Work to complete:
The answer is to be one number: the count of lines in this listing that have the string "created".

Information provided:
····················

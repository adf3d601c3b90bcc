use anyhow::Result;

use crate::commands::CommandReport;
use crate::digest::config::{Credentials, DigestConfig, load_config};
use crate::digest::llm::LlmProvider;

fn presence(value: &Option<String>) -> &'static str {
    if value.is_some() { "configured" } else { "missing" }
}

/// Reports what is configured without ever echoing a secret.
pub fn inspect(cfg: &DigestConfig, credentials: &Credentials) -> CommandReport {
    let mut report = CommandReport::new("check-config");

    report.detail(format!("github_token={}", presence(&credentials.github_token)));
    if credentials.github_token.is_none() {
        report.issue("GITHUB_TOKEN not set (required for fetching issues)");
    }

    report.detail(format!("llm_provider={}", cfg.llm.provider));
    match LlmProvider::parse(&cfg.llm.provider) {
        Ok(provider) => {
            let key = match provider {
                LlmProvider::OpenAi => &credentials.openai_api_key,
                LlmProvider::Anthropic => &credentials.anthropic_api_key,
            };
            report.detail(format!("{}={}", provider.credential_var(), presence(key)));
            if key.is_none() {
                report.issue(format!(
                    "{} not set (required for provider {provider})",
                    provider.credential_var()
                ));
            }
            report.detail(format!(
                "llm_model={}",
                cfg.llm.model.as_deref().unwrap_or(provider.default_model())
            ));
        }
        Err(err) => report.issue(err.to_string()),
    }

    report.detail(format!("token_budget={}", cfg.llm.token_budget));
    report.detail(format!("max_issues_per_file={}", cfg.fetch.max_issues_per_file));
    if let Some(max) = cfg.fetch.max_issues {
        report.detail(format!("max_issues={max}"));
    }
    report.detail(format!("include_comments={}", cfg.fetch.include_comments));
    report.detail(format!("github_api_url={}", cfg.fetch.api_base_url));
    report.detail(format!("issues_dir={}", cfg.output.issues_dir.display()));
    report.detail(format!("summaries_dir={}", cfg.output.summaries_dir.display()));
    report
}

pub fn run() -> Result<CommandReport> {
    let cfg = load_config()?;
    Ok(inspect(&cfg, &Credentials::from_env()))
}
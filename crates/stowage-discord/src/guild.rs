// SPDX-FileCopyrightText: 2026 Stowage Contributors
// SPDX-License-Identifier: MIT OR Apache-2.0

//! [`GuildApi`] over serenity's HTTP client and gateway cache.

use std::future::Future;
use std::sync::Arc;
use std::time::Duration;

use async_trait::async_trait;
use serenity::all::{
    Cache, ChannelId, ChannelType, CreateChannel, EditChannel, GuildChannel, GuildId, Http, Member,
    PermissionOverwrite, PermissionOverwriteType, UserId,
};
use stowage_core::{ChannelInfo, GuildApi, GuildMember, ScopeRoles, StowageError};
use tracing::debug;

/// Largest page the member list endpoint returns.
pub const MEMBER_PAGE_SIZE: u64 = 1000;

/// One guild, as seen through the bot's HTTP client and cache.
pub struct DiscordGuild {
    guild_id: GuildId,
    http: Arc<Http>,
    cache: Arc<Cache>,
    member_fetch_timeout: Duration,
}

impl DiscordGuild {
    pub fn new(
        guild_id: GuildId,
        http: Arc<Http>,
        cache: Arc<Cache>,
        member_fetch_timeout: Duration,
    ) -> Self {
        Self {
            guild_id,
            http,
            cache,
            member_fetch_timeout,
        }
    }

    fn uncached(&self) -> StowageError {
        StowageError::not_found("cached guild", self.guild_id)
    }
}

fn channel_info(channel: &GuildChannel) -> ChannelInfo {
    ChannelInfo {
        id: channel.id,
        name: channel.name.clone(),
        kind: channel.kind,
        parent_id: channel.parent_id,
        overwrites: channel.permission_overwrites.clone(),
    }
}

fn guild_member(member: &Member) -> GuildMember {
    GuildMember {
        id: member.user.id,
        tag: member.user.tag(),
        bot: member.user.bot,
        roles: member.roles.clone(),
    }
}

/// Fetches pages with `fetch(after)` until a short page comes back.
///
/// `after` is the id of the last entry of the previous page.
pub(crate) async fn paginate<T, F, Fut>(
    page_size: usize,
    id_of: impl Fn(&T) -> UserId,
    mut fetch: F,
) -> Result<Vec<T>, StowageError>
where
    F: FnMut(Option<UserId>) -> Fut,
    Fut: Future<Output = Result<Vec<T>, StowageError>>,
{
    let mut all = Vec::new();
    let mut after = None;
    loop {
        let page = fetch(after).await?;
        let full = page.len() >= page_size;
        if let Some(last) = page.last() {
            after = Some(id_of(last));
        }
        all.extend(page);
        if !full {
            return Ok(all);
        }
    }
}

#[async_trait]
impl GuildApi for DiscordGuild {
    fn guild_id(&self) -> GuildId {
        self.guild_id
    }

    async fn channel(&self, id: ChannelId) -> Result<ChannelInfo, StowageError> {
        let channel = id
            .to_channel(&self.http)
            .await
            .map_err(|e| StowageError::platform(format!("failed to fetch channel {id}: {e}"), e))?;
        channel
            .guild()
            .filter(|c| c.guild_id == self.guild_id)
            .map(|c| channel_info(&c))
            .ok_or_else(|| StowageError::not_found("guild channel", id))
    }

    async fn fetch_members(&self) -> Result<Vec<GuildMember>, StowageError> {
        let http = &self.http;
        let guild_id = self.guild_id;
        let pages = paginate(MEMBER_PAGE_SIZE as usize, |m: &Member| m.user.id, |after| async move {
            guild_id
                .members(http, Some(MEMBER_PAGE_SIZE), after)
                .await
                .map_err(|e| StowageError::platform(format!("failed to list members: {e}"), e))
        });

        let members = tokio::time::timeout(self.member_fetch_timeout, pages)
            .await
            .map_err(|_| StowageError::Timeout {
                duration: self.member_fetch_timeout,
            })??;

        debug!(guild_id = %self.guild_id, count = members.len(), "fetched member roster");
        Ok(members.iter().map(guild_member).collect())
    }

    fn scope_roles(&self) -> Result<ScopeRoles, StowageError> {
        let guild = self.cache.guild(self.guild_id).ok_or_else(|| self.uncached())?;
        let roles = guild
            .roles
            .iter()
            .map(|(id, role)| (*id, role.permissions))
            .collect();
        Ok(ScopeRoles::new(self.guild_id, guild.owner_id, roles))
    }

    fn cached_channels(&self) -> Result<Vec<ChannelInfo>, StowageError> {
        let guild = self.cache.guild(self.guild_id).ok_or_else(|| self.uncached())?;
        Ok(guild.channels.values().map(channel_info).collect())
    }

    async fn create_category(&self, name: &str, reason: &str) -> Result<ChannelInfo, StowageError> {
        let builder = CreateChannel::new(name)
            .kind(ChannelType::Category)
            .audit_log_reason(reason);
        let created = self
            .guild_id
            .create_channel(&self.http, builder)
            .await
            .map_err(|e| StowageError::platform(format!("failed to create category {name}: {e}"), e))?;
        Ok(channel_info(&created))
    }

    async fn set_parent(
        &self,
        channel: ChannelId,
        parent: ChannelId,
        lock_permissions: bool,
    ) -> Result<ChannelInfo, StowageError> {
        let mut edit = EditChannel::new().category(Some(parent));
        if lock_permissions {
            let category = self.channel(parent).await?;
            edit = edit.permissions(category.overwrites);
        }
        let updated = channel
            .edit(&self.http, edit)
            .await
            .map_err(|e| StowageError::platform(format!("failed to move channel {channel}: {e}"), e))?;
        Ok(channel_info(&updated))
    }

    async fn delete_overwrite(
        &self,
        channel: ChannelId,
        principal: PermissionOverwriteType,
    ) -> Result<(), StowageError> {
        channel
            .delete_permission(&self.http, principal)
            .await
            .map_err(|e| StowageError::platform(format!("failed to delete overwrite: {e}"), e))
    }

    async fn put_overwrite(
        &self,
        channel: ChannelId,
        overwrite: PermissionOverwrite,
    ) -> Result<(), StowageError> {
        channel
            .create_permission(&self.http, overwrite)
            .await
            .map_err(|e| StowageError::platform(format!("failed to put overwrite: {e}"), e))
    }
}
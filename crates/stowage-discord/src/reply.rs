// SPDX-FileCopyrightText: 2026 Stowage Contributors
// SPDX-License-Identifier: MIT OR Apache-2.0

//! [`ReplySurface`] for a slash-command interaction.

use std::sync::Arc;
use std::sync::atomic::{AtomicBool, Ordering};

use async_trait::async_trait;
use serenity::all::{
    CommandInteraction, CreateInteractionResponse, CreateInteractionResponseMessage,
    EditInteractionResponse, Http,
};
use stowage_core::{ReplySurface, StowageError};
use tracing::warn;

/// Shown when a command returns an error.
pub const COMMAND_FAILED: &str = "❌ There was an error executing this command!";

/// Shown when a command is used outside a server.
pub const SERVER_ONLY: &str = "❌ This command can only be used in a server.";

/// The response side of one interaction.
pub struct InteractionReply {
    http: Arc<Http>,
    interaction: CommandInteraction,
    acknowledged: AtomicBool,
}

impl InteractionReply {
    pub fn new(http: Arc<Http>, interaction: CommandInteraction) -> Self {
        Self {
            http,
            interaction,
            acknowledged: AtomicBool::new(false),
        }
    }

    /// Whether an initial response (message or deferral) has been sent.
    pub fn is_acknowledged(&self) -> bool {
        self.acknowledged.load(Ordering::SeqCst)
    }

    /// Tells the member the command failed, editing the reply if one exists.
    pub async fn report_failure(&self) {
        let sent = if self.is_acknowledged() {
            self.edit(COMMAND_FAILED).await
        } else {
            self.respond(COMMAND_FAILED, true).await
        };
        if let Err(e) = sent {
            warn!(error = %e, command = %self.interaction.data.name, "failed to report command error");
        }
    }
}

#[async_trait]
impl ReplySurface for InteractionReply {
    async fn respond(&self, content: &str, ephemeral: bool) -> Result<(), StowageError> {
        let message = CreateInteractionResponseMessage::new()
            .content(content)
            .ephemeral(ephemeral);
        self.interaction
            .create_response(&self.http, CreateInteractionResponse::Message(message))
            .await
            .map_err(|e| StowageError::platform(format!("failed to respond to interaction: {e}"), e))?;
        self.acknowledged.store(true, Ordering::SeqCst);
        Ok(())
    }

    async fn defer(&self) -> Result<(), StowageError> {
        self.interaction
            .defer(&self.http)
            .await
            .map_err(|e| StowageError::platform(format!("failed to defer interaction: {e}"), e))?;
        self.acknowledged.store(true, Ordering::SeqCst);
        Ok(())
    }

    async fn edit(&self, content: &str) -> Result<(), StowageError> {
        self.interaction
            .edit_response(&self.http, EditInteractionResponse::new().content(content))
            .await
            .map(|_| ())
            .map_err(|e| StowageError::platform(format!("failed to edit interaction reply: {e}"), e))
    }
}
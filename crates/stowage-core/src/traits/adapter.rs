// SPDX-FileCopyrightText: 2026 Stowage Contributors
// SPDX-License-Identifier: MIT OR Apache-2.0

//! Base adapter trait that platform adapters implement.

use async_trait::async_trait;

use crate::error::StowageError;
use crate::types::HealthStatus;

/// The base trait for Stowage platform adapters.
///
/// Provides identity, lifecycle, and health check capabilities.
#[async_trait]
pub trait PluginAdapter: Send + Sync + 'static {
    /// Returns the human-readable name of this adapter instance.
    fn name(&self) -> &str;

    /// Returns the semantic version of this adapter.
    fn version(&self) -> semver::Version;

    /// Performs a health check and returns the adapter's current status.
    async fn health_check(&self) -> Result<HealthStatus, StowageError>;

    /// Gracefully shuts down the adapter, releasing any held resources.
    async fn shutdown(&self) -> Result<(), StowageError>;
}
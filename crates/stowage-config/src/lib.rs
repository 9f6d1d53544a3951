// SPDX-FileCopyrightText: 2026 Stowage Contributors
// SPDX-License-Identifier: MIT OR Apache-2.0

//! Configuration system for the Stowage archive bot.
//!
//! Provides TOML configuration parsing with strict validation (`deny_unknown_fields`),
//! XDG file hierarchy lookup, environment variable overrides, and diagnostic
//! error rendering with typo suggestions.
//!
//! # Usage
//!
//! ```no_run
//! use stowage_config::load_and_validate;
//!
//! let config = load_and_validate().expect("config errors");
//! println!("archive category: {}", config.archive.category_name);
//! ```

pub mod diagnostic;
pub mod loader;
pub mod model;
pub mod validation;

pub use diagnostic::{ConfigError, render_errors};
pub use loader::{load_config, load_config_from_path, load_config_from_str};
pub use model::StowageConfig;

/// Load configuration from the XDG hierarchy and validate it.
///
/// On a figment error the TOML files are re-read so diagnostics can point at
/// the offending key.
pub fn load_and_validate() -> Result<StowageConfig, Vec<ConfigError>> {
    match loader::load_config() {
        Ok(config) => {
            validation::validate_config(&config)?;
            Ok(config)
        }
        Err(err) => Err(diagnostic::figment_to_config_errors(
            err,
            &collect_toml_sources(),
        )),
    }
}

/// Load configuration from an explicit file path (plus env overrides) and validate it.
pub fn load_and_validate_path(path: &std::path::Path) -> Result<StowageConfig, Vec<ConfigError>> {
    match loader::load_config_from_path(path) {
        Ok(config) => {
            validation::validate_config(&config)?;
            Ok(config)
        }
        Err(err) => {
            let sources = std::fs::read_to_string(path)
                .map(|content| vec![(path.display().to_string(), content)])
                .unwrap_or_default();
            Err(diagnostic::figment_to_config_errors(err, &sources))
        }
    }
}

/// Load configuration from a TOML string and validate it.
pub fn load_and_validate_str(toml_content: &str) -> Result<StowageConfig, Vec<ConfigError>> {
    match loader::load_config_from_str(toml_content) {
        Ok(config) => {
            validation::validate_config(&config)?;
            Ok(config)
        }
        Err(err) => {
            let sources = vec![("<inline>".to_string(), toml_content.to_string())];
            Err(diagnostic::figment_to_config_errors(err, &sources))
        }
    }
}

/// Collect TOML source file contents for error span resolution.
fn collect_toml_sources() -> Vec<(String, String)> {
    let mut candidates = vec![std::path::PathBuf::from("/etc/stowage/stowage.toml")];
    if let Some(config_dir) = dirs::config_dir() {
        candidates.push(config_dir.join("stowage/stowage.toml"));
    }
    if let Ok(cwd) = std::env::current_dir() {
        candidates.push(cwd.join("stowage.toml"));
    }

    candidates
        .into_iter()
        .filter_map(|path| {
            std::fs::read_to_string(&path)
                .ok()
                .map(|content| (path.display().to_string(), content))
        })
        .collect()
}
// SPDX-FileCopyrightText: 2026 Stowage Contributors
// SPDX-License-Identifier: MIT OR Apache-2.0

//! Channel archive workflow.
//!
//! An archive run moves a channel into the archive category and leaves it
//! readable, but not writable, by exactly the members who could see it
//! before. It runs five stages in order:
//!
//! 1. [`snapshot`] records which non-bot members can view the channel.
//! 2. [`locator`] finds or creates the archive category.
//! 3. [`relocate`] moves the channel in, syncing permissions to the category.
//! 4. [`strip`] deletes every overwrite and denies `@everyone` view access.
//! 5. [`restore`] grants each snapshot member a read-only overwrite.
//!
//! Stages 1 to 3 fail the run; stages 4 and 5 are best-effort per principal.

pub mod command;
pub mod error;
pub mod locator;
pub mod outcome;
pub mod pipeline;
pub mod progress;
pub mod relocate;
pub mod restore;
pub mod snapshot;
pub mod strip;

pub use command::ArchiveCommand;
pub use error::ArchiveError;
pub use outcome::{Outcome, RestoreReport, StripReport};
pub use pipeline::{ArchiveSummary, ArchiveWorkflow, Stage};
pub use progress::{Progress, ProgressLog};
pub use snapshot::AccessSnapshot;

····················

Solution for this exercise:
2